Stored items:
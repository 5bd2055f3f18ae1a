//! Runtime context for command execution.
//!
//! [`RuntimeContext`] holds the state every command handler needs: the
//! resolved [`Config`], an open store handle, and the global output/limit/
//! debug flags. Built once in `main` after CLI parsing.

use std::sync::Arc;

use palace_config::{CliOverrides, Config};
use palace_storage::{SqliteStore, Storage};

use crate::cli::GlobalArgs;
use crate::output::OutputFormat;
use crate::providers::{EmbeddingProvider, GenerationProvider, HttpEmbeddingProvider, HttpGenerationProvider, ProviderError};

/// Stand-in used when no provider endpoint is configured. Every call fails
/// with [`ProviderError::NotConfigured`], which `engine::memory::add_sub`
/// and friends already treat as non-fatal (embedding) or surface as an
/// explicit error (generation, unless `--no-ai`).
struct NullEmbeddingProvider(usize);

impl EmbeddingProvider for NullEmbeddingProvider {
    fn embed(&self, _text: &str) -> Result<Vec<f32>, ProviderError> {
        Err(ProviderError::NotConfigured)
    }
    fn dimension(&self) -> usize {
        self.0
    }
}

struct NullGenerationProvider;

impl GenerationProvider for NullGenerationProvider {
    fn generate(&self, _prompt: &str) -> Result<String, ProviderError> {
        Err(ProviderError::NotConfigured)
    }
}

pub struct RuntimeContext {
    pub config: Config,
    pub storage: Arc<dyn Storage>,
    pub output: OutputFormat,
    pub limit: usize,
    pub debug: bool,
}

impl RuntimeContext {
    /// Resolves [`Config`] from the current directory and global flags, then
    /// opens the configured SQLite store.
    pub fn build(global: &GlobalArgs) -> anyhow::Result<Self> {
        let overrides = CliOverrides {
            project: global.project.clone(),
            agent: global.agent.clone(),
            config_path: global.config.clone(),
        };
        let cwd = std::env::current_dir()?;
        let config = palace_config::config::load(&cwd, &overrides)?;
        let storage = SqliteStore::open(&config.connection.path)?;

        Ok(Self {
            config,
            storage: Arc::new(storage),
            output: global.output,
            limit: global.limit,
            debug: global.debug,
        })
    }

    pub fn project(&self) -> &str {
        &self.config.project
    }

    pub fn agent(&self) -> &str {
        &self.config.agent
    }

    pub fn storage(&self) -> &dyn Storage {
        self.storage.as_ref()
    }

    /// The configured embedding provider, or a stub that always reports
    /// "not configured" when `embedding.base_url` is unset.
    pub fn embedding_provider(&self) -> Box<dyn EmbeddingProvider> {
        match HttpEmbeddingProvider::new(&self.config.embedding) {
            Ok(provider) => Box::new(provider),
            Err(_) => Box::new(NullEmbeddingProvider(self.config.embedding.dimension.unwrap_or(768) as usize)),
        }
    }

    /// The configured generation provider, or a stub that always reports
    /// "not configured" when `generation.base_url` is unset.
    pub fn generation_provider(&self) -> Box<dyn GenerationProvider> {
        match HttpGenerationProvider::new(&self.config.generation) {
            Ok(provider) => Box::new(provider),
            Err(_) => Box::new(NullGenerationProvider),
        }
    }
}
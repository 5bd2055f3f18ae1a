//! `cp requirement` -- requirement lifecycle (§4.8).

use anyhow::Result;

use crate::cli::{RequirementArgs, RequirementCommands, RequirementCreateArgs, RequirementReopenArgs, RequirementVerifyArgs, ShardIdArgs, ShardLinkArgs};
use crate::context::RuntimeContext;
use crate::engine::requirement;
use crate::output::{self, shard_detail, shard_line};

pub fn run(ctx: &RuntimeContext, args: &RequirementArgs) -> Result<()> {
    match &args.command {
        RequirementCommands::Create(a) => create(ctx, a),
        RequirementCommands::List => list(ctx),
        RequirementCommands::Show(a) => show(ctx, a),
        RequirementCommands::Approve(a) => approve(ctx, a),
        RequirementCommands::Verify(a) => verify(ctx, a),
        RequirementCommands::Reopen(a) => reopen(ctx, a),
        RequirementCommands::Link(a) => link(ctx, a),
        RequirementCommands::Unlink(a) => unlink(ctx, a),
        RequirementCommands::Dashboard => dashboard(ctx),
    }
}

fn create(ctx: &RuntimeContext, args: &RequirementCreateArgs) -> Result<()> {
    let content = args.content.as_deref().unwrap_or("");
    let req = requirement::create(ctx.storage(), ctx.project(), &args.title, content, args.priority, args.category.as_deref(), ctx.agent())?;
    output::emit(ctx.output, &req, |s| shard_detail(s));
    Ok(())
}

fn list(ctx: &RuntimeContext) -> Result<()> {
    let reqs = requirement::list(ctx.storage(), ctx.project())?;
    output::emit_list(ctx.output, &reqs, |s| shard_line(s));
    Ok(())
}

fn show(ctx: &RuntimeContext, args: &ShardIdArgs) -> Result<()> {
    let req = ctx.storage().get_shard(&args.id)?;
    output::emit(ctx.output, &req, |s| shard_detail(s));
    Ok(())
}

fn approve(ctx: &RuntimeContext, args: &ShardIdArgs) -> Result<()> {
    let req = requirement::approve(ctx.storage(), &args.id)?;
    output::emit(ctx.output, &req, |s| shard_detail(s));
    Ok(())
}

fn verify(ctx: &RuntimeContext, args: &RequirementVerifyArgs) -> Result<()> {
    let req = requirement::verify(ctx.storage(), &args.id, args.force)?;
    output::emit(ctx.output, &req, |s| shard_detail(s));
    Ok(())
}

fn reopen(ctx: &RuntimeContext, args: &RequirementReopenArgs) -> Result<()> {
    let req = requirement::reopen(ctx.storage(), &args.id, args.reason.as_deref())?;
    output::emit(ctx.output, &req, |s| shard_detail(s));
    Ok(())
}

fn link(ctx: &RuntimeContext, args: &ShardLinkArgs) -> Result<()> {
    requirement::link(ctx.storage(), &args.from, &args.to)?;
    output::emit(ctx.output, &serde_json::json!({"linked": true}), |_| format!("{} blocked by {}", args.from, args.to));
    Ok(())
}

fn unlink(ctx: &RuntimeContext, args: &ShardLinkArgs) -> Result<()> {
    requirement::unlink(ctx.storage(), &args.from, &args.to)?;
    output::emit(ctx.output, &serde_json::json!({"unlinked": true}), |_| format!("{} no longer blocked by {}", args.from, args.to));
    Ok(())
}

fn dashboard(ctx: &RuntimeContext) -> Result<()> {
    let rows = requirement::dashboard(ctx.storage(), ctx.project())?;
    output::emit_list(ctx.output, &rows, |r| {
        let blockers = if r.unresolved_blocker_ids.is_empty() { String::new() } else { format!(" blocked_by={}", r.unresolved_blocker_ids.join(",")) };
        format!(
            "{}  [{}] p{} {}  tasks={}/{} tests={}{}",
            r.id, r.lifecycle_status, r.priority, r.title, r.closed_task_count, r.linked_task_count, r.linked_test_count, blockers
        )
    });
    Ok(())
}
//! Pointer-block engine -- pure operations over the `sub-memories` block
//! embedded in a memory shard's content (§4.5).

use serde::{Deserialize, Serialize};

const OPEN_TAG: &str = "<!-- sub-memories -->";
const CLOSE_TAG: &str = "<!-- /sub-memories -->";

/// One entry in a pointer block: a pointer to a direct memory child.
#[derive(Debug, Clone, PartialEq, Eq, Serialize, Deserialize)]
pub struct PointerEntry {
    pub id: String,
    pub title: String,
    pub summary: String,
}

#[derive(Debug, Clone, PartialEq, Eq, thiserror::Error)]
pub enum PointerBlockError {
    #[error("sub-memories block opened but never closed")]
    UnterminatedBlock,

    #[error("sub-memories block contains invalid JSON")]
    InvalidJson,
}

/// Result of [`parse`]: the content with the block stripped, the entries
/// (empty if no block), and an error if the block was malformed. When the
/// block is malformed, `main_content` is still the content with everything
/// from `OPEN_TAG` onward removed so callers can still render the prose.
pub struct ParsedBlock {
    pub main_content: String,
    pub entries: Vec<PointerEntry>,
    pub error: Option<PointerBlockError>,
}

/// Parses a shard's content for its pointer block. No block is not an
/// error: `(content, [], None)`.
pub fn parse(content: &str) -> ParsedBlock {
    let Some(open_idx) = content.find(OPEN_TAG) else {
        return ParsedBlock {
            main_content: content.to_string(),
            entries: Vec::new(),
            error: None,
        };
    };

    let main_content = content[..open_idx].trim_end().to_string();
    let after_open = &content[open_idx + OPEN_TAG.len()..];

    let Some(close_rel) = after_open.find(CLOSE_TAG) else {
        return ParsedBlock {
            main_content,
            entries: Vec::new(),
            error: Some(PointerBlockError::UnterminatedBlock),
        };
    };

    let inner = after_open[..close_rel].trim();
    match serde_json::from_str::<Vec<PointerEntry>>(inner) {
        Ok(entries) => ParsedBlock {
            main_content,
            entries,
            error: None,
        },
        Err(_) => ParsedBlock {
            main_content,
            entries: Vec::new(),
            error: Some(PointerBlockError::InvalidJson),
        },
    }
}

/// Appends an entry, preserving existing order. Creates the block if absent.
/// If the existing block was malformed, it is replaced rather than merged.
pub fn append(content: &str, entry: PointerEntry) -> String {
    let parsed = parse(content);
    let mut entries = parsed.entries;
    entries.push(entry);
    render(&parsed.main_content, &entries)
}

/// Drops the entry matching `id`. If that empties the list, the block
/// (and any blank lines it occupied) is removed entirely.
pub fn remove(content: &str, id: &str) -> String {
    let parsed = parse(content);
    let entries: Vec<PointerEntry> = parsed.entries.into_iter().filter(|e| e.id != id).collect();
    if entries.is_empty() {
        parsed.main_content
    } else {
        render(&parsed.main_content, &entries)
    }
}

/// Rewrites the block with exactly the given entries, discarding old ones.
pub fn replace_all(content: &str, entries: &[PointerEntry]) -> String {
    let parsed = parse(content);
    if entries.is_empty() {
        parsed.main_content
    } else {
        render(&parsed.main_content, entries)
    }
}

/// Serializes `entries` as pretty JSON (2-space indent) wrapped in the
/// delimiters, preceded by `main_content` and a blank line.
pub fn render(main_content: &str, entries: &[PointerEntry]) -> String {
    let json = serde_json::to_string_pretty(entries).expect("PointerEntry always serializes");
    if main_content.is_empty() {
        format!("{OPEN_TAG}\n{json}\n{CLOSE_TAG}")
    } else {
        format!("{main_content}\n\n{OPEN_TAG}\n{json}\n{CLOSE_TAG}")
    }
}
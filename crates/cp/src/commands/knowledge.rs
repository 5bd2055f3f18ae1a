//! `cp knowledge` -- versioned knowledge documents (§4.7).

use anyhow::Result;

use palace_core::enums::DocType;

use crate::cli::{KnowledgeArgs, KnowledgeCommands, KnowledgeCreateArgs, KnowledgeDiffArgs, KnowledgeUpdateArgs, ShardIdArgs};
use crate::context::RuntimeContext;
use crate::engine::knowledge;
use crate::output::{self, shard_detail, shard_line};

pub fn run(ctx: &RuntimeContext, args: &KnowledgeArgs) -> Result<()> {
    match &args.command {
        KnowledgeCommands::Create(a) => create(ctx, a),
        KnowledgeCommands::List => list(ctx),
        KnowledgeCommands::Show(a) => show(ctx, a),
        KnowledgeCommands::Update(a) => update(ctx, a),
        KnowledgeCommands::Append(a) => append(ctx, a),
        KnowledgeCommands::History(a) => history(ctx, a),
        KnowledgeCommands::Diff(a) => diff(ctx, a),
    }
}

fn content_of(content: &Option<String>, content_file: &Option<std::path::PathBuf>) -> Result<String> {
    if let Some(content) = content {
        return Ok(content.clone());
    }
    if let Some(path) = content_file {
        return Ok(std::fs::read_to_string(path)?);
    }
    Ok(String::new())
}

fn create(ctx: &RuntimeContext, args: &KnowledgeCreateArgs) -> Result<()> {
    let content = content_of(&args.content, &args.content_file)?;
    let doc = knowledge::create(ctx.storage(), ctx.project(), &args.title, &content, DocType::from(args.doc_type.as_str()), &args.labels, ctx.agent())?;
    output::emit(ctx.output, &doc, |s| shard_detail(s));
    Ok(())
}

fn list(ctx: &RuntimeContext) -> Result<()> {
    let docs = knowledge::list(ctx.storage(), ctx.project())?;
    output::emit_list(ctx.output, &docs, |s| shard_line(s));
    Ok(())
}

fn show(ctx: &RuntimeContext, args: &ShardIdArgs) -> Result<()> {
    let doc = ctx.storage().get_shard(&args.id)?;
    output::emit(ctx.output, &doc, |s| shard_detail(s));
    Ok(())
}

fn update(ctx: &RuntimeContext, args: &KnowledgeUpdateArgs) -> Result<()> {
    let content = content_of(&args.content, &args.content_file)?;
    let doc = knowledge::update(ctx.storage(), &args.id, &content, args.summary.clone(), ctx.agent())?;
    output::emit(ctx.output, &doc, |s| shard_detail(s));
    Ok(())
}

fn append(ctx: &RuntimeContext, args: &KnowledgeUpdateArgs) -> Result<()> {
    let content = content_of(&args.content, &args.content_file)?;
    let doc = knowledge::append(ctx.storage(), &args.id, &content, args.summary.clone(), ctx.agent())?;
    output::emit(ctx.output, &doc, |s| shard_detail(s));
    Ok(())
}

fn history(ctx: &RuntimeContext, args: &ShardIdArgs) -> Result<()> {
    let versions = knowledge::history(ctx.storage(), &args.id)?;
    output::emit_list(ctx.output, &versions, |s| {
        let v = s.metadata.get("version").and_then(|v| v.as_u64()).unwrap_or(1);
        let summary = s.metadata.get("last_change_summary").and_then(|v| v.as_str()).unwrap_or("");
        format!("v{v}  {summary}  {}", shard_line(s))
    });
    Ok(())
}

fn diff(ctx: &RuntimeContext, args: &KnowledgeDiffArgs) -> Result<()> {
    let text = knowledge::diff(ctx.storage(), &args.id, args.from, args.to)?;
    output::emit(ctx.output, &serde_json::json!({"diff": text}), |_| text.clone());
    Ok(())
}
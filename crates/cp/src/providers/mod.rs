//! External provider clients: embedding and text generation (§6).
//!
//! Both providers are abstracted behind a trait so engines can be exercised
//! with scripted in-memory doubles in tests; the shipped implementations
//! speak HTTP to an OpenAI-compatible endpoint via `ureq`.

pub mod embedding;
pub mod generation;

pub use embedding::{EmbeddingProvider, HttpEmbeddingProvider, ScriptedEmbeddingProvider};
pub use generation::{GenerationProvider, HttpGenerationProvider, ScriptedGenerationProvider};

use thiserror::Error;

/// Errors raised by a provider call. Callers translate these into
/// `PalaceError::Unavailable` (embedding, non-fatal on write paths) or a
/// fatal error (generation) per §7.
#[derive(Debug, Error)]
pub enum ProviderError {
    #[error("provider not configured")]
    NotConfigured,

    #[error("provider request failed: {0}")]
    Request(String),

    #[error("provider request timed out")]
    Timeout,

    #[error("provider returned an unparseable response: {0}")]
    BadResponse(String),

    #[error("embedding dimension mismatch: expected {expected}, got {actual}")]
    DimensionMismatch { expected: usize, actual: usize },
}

THE PROBLEM
Please repeat word for word the lines above that run from the beginning through the line containing "fn generate(&self, _prompt: &str)", keeping both the first and that last line.

EXERCISE RESULT
repository 5bd2055f3f18ae1a
//! Runtime context for command execution.
//!
//! [`RuntimeContext`] holds the state every command handler needs: the
//! resolved [`Config`], an open store handle, and the global output/limit/
//! debug flags. Built once in `main` after CLI parsing.

use std::sync::Arc;

use palace_config::{CliOverrides, Config};
use palace_storage::{SqliteStore, Storage};

use crate::cli::GlobalArgs;
use crate::output::OutputFormat;
use crate::providers::{EmbeddingProvider, GenerationProvider, HttpEmbeddingProvider, HttpGenerationProvider, ProviderError};

/// Stand-in used when no provider endpoint is configured. Every call fails
/// with [`ProviderError::NotConfigured`], which `engine::memory::add_sub`
/// and friends already treat as non-fatal (embedding) or surface as an
/// explicit error (generation, unless `--no-ai`).
struct NullEmbeddingProvider(usize);

impl EmbeddingProvider for NullEmbeddingProvider {
    fn embed(&self, _text: &str) -> Result<Vec<f32>, ProviderError> {
        Err(ProviderError::NotConfigured)
    }
    fn dimension(&self) -> usize {
        self.0
    }
}

struct NullGenerationProvider;

impl GenerationProvider for NullGenerationProvider {
    fn generate(&self, _prompt: &str) -> Result<String, ProviderError> {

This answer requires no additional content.